First let me say, I understand fixing me is the highest priority right now. Day 18 and feeling strong about what I've accomplished so far. I feel I've found a solid home group, identified a sponsor (not asked yet), and started working steps on my own. Most importantly, I'm ready, willing and open to follow this program, and do the hard work. No desire to drink, it finally scared the s@#t out of me, and cost me more than I was willing to lose (the best woman I've ever known).
19 days ago I completely lost control, got blackout drunk and acted like a total moron. No need for gory details, but my behavior was beyond ridiculous, and my GF decided she can't continue a relationship with me. She tells me her feelings have not changed, she misses me, loves me, and is very angry with me. I humbly apologized and told her I would quit drinking. She said show me, don't tell me, and is interested in seeing my progress. I send an update every night, with whatever I did that day to move forward (meeting, step work, talk to sober friends for advice, personal development, etc). She has not talked to me except an email 11 days ago, and a (non personal) text 5 days ago. And we are still connected via FB.

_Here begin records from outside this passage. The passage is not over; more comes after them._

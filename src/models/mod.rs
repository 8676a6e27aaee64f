pub mod http;

use crate::error::ChatError;

/// One prompt in, one completion out. Implementations make a single attempt; retrying is
/// the caller's business.
pub trait ChatModel {
    fn name(&self) -> &str;
    fn chat(&self, prompt: &str) -> Result<String, ChatError>;
}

She is obviously done with me unless I show her a reasonable term of success, but I'm only hoping that due to her interest in my progress. She has told me I need to do this for me (I am), but her cold shoulder is so tough to deal with. Not that I expect more, I'm the one who screwed up and let her and her wonderful girls down. I don't have the words to express how angry and disappointed in myself I am for doing that.
I have given her space, send her my progress updates, and let her know I love her. I can only be patient, work hard on my recovery, and hope she gives me another chance when and if she's ready to. I broke all of our hearts and killed our dreams that night, I couldn't take doing that to them again.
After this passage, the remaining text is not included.